GBTsmithscloud.jpgMore news from this year’s slightly apocalyptic AAS: a giant cloud of gas is speeding towards the Milky Way at 150 miles per second. It’s going to hit in 20 million to 40 million years so your children’s, children’s, children’s ... [repeat 800,000-odd times] ... children could get to witness a spectacular display.

Our reporter at the conference, Alex Witze, has the low down:

Scientists have known about the cloud since 1963, when astronomer Gail Smith identified it before dropping out of research. At the time, no one knew whether the cloud was headed for us, away from us, or something in between.

New observations from the Green Bank radiotelescope – the big dish in the West Virginia mountains that’s surrounded by a zone of cellphone silence, so as not to interfere with the telescope – have pinned down the cloud’s trajectory.

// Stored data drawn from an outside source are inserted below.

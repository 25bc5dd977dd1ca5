use std::path::PathBuf;
use thiserror::Error;

use crate::core::types::MacroError;

/// Errors that can occur while loading or saving a macro save file.
#[derive(Debug, Error)]
pub enum StoreError {
    /// Save file missing or unreadable.
    #[error("unable to load macro file: {0}")]
    LoadFailed(PathBuf),
    /// Save destination unwritable.
    #[error("unable to save macro file: {0}")]
    SaveFailed(PathBuf),
    /// Save file has no parent directory to hold backups.
    #[error("backup directory not writable: {0}")]
    BackupDirNotWritable(PathBuf),
    /// A line is not in NAME,DEFINITION form.
    #[error("line {line} is not in NAME,DEFINITION form")]
    MalformedLine { line: usize },
    /// A line failed macro construction; the whole load is abandoned.
    #[error("line {line}: {source}")]
    InvalidMacro {
        line: usize,
        #[source]
        source: MacroError,
    },
    /// Generic I/O error.
    #[error("IO error: {0}")]
    Io(#[from] std::io::Error),
}
// Copyright 2025 Eric Jingryd (tidynest@proton.me)
//
// Licensed under the Apache License, Version 2.0 (the "License");
// you may not use this file except in compliance with the License.
// You may obtain a copy of the License at
//
//     http://www.apache.org/licenses/LICENSE-2.0
//
// Unless required by applicable law or agreed to in writing, software
// distributed under the License is distributed on an "AS IS" BASIS,
// WITHOUT WARRANTIES OR CONDITIONS OF ANY KIND, either express or implied.
// See the License for the specific language governing permissions and
// limitations under the License.

//! Key-action sinks
//!
//! The interpreter walks a definition and pushes key actions into a sink.
//! `EnigoSink` injects real events through the OS input layer; `TraceSink`
//! prints the actions instead, for dry runs. Everything the replay does to
//! the outside world goes through this trait.

use enigo::{Direction, Enigo, Key, Keyboard, Settings};
use std::time::Duration;
use thiserror::Error;

use crate::core::types::LogicalKey;

/// Errors raised by a sink while performing an action.
#[derive(Debug, Error)]
pub enum SinkError {
    /// No injection backend could be opened on this system.
    #[error("key injection unavailable: {0}")]
    Unavailable(String),

    /// The backend rejected an injected event.
    #[error("key injection failed: {0}")]
    Injection(String),
}

/// Receives the ordered key actions produced by a replay.
pub trait KeySink {
    /// Presses and releases a key.
    fn tap(&mut self, key: LogicalKey) -> Result<(), SinkError>;

    /// Presses and releases a key while shift is held.
    fn tap_with_shift(&mut self, key: LogicalKey) -> Result<(), SinkError>;

    /// Pauses the run for the given duration.
    fn wait(&mut self, duration: Duration) -> Result<(), SinkError>;
}

/// Injects real input events through the OS input layer.
pub struct EnigoSink {
    enigo: Enigo,
}

impl EnigoSink {
    /// Opens the platform injection backend.
    pub fn new() -> Result<Self, SinkError> {
        let enigo =
            Enigo::new(&Settings::default()).map_err(|e| SinkError::Unavailable(e.to_string()))?;

        Ok(Self { enigo })
    }

    fn press(&mut self, key: Key, direction: Direction) -> Result<(), SinkError> {
        self.enigo
            .key(key, direction)
            .map_err(|e| SinkError::Injection(e.to_string()))
    }
}

/// Maps a logical key onto the injection backend's key space.
///
/// Letter keys are carried as uppercase identities but injected through
/// their unshifted codepoint; whether shift is held is the caller's call.
fn backend_key(key: LogicalKey) -> Key {
    match key {
        LogicalKey::Meta => Key::Meta,
        LogicalKey::Enter => Key::Return,
        LogicalKey::Backslash => Key::Unicode('\\'),
        LogicalKey::Space => Key::Space,
        LogicalKey::Char(c) => Key::Unicode(c.to_ascii_lowercase()),
    }
}

impl KeySink for EnigoSink {
    fn tap(&mut self, key: LogicalKey) -> Result<(), SinkError> {
        self.press(backend_key(key), Direction::Click)
    }

    fn tap_with_shift(&mut self, key: LogicalKey) -> Result<(), SinkError> {
        self.press(Key::Shift, Direction::Press)?;
        let tapped = self.press(backend_key(key), Direction::Click);
        // Release shift even when the tap itself failed.
        let released = self.press(Key::Shift, Direction::Release);

        tapped.and(released)
    }

    fn wait(&mut self, duration: Duration) -> Result<(), SinkError> {
        std::thread::sleep(duration);
        Ok(())
    }
}

/// Prints each action to stdout instead of injecting it. Dry-run mode.
pub struct TraceSink;

impl KeySink for TraceSink {
    fn tap(&mut self, key: LogicalKey) -> Result<(), SinkError> {
        println!("tap {}", key);
        Ok(())
    }

    fn tap_with_shift(&mut self, key: LogicalKey) -> Result<(), SinkError> {
        println!("tap SHIFT+{}", key);
        Ok(())
    }

    fn wait(&mut self, duration: Duration) -> Result<(), SinkError> {
        println!("wait {}ms", duration.as_millis());
        Ok(())
    }
}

The cloud is called Smith’s Cloud, after its discoverer. “This is most likely a gas cloud left over from the formation of the Milky Way or gas stripped from a neighbour galaxy. When it hits, it could set off a tremendous burst of star formation. Many of those stars will be very massive, rushing through their lives quickly and exploding as supernovae. Over a few million years, it’ll look like a celestial New Year’s celebration, with huge firecrackers going off in that region of the Galaxy,” says Felix Lockman, of the National Radio Astronomy Observatory (press release).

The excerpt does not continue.